L’organisme d’écoute Interligne, destiné aux personnes de la diversité sexuelle et des genres, devra fermer sa ligne de nuit le 15 novembre prochain en raison d’un manque de financement. Pourtant, selon un communiqué de l’organisme datant du 13 septembre dernier, 35 000 personnes LGBTQ+ utilisent chaque année les services d’Interligne, et le tiers d’entre elles ont recours à la ligne de nuit. Entamons une brève aventure numérique : 35 000 ÷ 3 = 11 667 appelant·e·s de nuit ; et 11 667 ÷ 365 = 32 appelant·e·s chaque nuit. Mais que signifient vraiment ces valeurs numériques, et quelles conclusions peut-on en tirer ? Peut-on mesurer l’efficacité d’une ligne de nuit, le nombre de vies sauvées, en se basant sur le nombre d’appelant·e·s ? Lorsque l’on appelle Interligne, à n’importe quelle heure, on tombe sur un message pré-enregistré demandant de rappeler plus tard parce que les lignes sont saturées. Ne s’agit-il pas déjà d’un indicateur que le service est essentiel parce que très en demande ?

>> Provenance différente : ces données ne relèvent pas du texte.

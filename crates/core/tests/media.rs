use pretty_assertions::assert_eq;
use scribe_core::{
    ActiveCriterion, CommandErrorKind, Document, Editor, ExtensionRegistry, MarkKind, Node, Point,
    Selection,
};
use serde_json::json;

fn editor_with(children: Vec<Node>, selection: Selection) -> Editor {
    Editor::new(Document::new(children), selection, ExtensionRegistry::richtext())
}

fn caret(path: Vec<usize>, offset: usize) -> Selection {
    Selection::collapsed(Point::new(path, offset))
}

#[test]
fn image_splits_the_block_at_the_caret() {
    let mut editor = editor_with(vec![Node::paragraph("hello world")], caret(vec![0, 0], 5));

    editor
        .run_command(
            "image.insert",
            Some(json!({ "src": "https://example.com/cat.png", "alt": "Cat" })),
        )
        .unwrap();

    assert_eq!(
        editor.doc().children,
        vec![
            Node::paragraph("hello"),
            Node::image("https://example.com/cat.png", Some("Cat".to_string()), None),
            Node::paragraph(" world"),
        ]
    );
    assert_eq!(editor.selection(), &caret(vec![2, 0], 0));
    assert_eq!(
        editor.to_html(),
        r#"<p>hello</p><img src="https://example.com/cat.png" alt="Cat"><p> world</p>"#
    );

    assert!(editor.undo());
    assert_eq!(editor.doc().children, vec![Node::paragraph("hello world")]);
}

#[test]
fn image_at_block_start_keeps_the_block_after_it() {
    let mut editor = editor_with(vec![Node::paragraph("text")], caret(vec![0, 0], 0));
    editor
        .run_command("image.insert", Some(json!({ "src": "https://example.com/a.png" })))
        .unwrap();

    assert_eq!(
        editor.doc().children,
        vec![
            Node::image("https://example.com/a.png", None, None),
            Node::paragraph("text"),
        ]
    );
    assert_eq!(editor.selection(), &caret(vec![1, 0], 0));
}

#[test]
fn image_without_src_is_rejected() {
    let mut editor = editor_with(vec![Node::paragraph("text")], caret(vec![0, 0], 0));
    let err = editor
        .run_command("image.insert", Some(json!({ "src": "  " })))
        .unwrap_err();
    assert_eq!(err.kind(), CommandErrorKind::InvalidArgs);
    assert_eq!(editor.doc().children, vec![Node::paragraph("text")]);
}

#[test]
fn link_at_caret_inserts_linked_text() {
    let mut editor = editor_with(vec![Node::paragraph("Visit now")], caret(vec![0, 0], 6));

    editor
        .run_command(
            "link.insert",
            Some(json!({ "url": "https://example.com", "text": "our site" })),
        )
        .unwrap();

    assert_eq!(
        editor.to_html(),
        concat!(
            "<p>Visit ",
            r#"<a href="https://example.com" target="_blank" rel="noopener noreferrer nofollow">our site</a>"#,
            "now</p>"
        )
    );
    assert_eq!(editor.selection(), &caret(vec![0, 2], 0));
    assert!(!editor.is_active(&ActiveCriterion::Mark(MarkKind::Link)));
}

#[test]
fn link_at_caret_defaults_text_to_the_url() {
    let mut editor = Editor::with_richtext_extensions();
    editor
        .run_command("link.insert", Some(json!({ "url": "https://example.com/docs" })))
        .unwrap();
    assert_eq!(editor.doc().plain_text(), "https://example.com/docs");
}

#[test]
fn link_over_range_links_the_selected_text() {
    let mut editor = editor_with(
        vec![Node::paragraph("read the docs")],
        Selection::range(Point::new(vec![0, 0], 9), Point::new(vec![0, 0], 13)),
    );

    editor
        .run_command("link.insert", Some(json!({ "url": "https://docs.rs" })))
        .unwrap();

    assert_eq!(editor.doc().plain_text(), "read the docs");
    assert_eq!(
        editor.current_attribute_value("link").as_deref(),
        Some("https://docs.rs")
    );
    assert!(editor.is_active(&ActiveCriterion::Mark(MarkKind::Link)));

    editor.run_command("marks.unset_link", None).unwrap();
    assert_eq!(editor.to_html(), "<p>read the docs</p>");
}

#[test]
fn unparsable_url_is_a_noop() {
    let mut editor = editor_with(vec![Node::paragraph("text")], caret(vec![0, 0], 2));
    for url in ["example.com", "", "http://"] {
        let err = editor
            .run_command("link.insert", Some(json!({ "url": url })))
            .unwrap_err();
        assert_eq!(err.kind(), CommandErrorKind::InvalidArgs, "{url}");
    }
    assert_eq!(editor.doc().children, vec![Node::paragraph("text")]);
    assert!(!editor.can_undo());
}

Outre ce mystère statistique et numérique entourant la valeur d’une ligne de nuit, un flou cache ce qui se dit à voix basse lors de ces appels téléphoniques. C’est ce que j’ai pu constater lors de mon entretien avec Chloe Chan Lam, vice-présidente aux Affaires externes de la McGill Students’ Nightline, la ligne d’appel de nuit de l’Université McGill. Il s’agit d’un service destiné à tous·tes, exclusivement en anglais. Les sujets qui y sont abordés seraient très variés (du besoin de pallier la solitude aux recommandations de pizzerias locales). Bien que des données chiffrées, Chloe Chan Lam ne pouvait pas m’en offrir, elle m’a tout de même ouvert les yeux à la clé de voûte de ma réflexion : la confidentialité. Les lignes de nuit sont un de ces sujets qui doivent rester dans le noir. Sans mystère, elles ne sauraient exister. Les appelant·e·s doivent avoir une confiance naturelle en ces lignes, en leurs secrets, pour s’ouvrir à elles. Ainsi, toute question à leur sujet est accueillie avec méfiance. Parler au « vous » inquisiteur plutôt qu’au « moi » vulnérable, c’est franchir une ligne.

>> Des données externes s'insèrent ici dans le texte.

use std::ops::Range;

use serde::{Deserialize, Serialize};

use crate::core::{AttrPatch, Marks, Node, Selection};

pub type Path = Vec<usize>;

#[derive(Debug, Clone, PartialEq, Serialize, Deserialize)]
#[serde(tag = "op", rename_all = "snake_case")]
pub enum Op {
    InsertText {
        #[serde(default)]
        path: Path,
        offset: usize,
        text: String,
    },
    RemoveText {
        #[serde(default)]
        path: Path,
        range: Range<usize>,
    },
    InsertNode {
        #[serde(default)]
        path: Path,
        node: Node,
    },
    RemoveNode {
        #[serde(default)]
        path: Path,
    },
    SetNodeAttrs {
        #[serde(default)]
        path: Path,
        patch: AttrPatch,
    },
    SetTextMarks {
        #[serde(default)]
        path: Path,
        marks: Marks,
    },
    SetDocumentAttrs {
        patch: AttrPatch,
    },
}

#[derive(Debug, Clone, Default, PartialEq, Serialize, Deserialize)]
pub struct TransactionMeta {
    #[serde(default, skip_serializing_if = "Option::is_none")]
    pub source: Option<String>,
}

#[derive(Debug, Clone, Default, PartialEq, Serialize, Deserialize)]
pub struct Transaction {
    #[serde(default)]
    pub ops: Vec<Op>,
    #[serde(default, skip_serializing_if = "Option::is_none")]
    pub selection_after: Option<Selection>,
    #[serde(default)]
    pub meta: TransactionMeta,
}

impl Transaction {
    pub fn new(ops: Vec<Op>) -> Self {
        Self {
            ops,
            selection_after: None,
            meta: TransactionMeta::default(),
        }
    }

    pub fn selection_after(mut self, selection_after: Selection) -> Self {
        self.selection_after = Some(selection_after);
        self
    }

    pub fn source(mut self, source: impl Into<String>) -> Self {
        self.meta.source = Some(source.into());
        self
    }

    pub fn is_empty(&self) -> bool {
        self.ops.is_empty()
    }
}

La McGill Nightline est un service anglophone ouvert tous les jours de 18h à 3h durant l’année universitaire. Il s’agit d’une ligne d’entraide confidentielle, anonyme et sans jugement gérée par des Mcgillois·es offrant du soutien à la communauté universitaire et à n’importe quel appelant.

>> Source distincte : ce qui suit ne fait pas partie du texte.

use pretty_assertions::assert_eq;
use scribe_core::{
    ActiveCriterion, CommandErrorKind, Document, Editor, ExtensionRegistry, Node, Point, Selection,
};
use serde_json::json;

fn editor_with(children: Vec<Node>, selection: Selection) -> Editor {
    Editor::new(Document::new(children), selection, ExtensionRegistry::richtext())
}

fn caret(block: usize, offset: usize) -> Selection {
    Selection::collapsed(Point::new(vec![block, 0], offset))
}

fn across(first: usize, last: usize) -> Selection {
    Selection::range(Point::new(vec![first, 0], 0), Point::new(vec![last, 0], 1))
}

fn kinds(editor: &Editor) -> Vec<String> {
    editor
        .doc()
        .children
        .iter()
        .map(|n| match n {
            Node::Element(el) => el.kind.clone(),
            Node::Void(v) => v.kind.clone(),
            Node::Text(_) => "text".to_string(),
        })
        .collect()
}

#[test]
fn heading_commands_and_query() {
    let mut editor = editor_with(vec![Node::paragraph("Title")], caret(0, 2));
    assert_eq!(
        editor.run_query::<Option<u64>>("block.heading_level", None).unwrap(),
        None
    );

    editor
        .run_command("block.set_heading", Some(json!({ "level": 9 })))
        .unwrap();
    assert_eq!(
        editor.run_query::<Option<u64>>("block.heading_level", None).unwrap(),
        Some(6)
    );
    assert!(editor.is_active(&ActiveCriterion::Heading(6)));
    assert_eq!(editor.to_html(), "<h6>Title</h6>");

    editor.run_command("block.unset_heading", None).unwrap();
    assert_eq!(editor.doc().children, vec![Node::paragraph("Title")]);
    assert_eq!(editor.selection(), &caret(0, 2));
}

#[test]
fn align_applies_to_every_selected_block() {
    let mut editor = editor_with(
        vec![Node::paragraph("a"), Node::heading(2, "b"), Node::paragraph("c")],
        across(0, 1),
    );

    editor
        .run_command("block.set_align", Some(json!({ "align": "Center" })))
        .unwrap();
    assert_eq!(
        editor.to_html(),
        r#"<p style="text-align: center">a</p><h2 style="text-align: center">b</h2><p>c</p>"#
    );
    assert_eq!(editor.current_attribute_value("align").as_deref(), Some("center"));
    assert!(editor.is_active(&ActiveCriterion::Attribute {
        name: "align".to_string(),
        value: "center".to_string(),
    }));

    editor
        .run_command("block.set_align", Some(json!({ "align": "left" })))
        .unwrap();
    assert_eq!(editor.to_html(), "<p>a</p><h2>b</h2><p>c</p>");
    assert_eq!(editor.current_attribute_value("align").as_deref(), Some("left"));
    assert_eq!(
        editor.run_query::<String>("block.align", None).unwrap(),
        "left"
    );
}

#[test]
fn invalid_align_is_a_schema_violation() {
    let mut editor = editor_with(vec![Node::paragraph("a")], caret(0, 0));
    let err = editor
        .run_command("block.set_align", Some(json!({ "align": "diagonal" })))
        .unwrap_err();
    assert_eq!(err.kind(), CommandErrorKind::SchemaViolation);
    assert!(!editor.can_undo());
}

#[test]
fn list_toggle_converts_the_whole_selection() {
    let mut editor = editor_with(
        vec![
            Node::list_item("bulleted", "a"),
            Node::paragraph("b"),
            Node::paragraph("c"),
        ],
        across(0, 1),
    );

    // Partially bulleted resolves to "apply".
    assert!(!editor.is_active(&ActiveCriterion::List("bulleted".to_string())));
    editor.run_command("list.toggle_bulleted", None).unwrap();
    assert_eq!(kinds(&editor), vec!["list_item", "list_item", "paragraph"]);
    assert!(editor.is_active(&ActiveCriterion::List("bulleted".to_string())));
    assert_eq!(
        editor.to_html(),
        "<ul><li><p>a</p></li><li><p>b</p></li></ul><p>c</p>"
    );

    editor.run_command("list.toggle_ordered", None).unwrap();
    assert_eq!(
        editor.run_query::<Option<String>>("list.active_type", None).unwrap(),
        Some("ordered".to_string())
    );
    assert!(
        editor
            .run_query::<bool>("list.is_active", Some(json!({ "type": "ordered" })))
            .unwrap()
    );

    editor.run_command("list.toggle_ordered", None).unwrap();
    assert_eq!(kinds(&editor), vec!["paragraph", "paragraph", "paragraph"]);
    assert!(!editor.run_query::<bool>("list.is_active", None).unwrap());
}

#[test]
fn heading_turned_into_list_item_loses_its_level() {
    let mut editor = editor_with(vec![Node::heading(1, "Title")], caret(0, 0));
    editor.run_command("list.toggle_bulleted", None).unwrap();

    let Node::Element(el) = &editor.doc().children[0] else {
        panic!("expected element block");
    };
    assert_eq!(el.kind, "list_item");
    assert!(el.attrs.get("level").is_none());
}

#[test]
fn divider_is_followed_by_an_editable_block() {
    let mut editor = editor_with(vec![Node::paragraph("a")], caret(0, 1));
    editor.run_command("core.insert_divider", None).unwrap();
    assert_eq!(kinds(&editor), vec!["paragraph", "divider", "paragraph"]);
    assert_eq!(editor.selection(), &caret(2, 0));
    assert_eq!(editor.to_html(), "<p>a</p><hr><p></p>");

    editor.set_selection(caret(0, 0));
    editor.run_command("core.insert_divider", None).unwrap();
    assert_eq!(
        kinds(&editor),
        vec!["paragraph", "divider", "paragraph", "divider", "paragraph"]
    );
}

J’ai pu demander à Chloe si des services en santé mentale étaient offerts aux étudiant·e·s volontaires. Elle m’a révélé que le réseau de volontaires était solide et étendu. En effet, les standardistes se rencontrent lors de leurs quarts de nuit pour travailler ensemble. La communauté qu’il·elle·s forment est une source importante de soutien moral, car elle assure autant le bien-être des bénévoles que la qualité du service d’écoute. De plus, la vice-présidente aux Affaires externes de la ligne de nuit a précisé que des services avec des professionnel·le·s en santé mentale leur étaient offerts. Elle a terminé l’échange en vous invitant à appeler leur numéro : « n’hésitez pas, essayez bien, ça vaut le coup » au 514–398-6246.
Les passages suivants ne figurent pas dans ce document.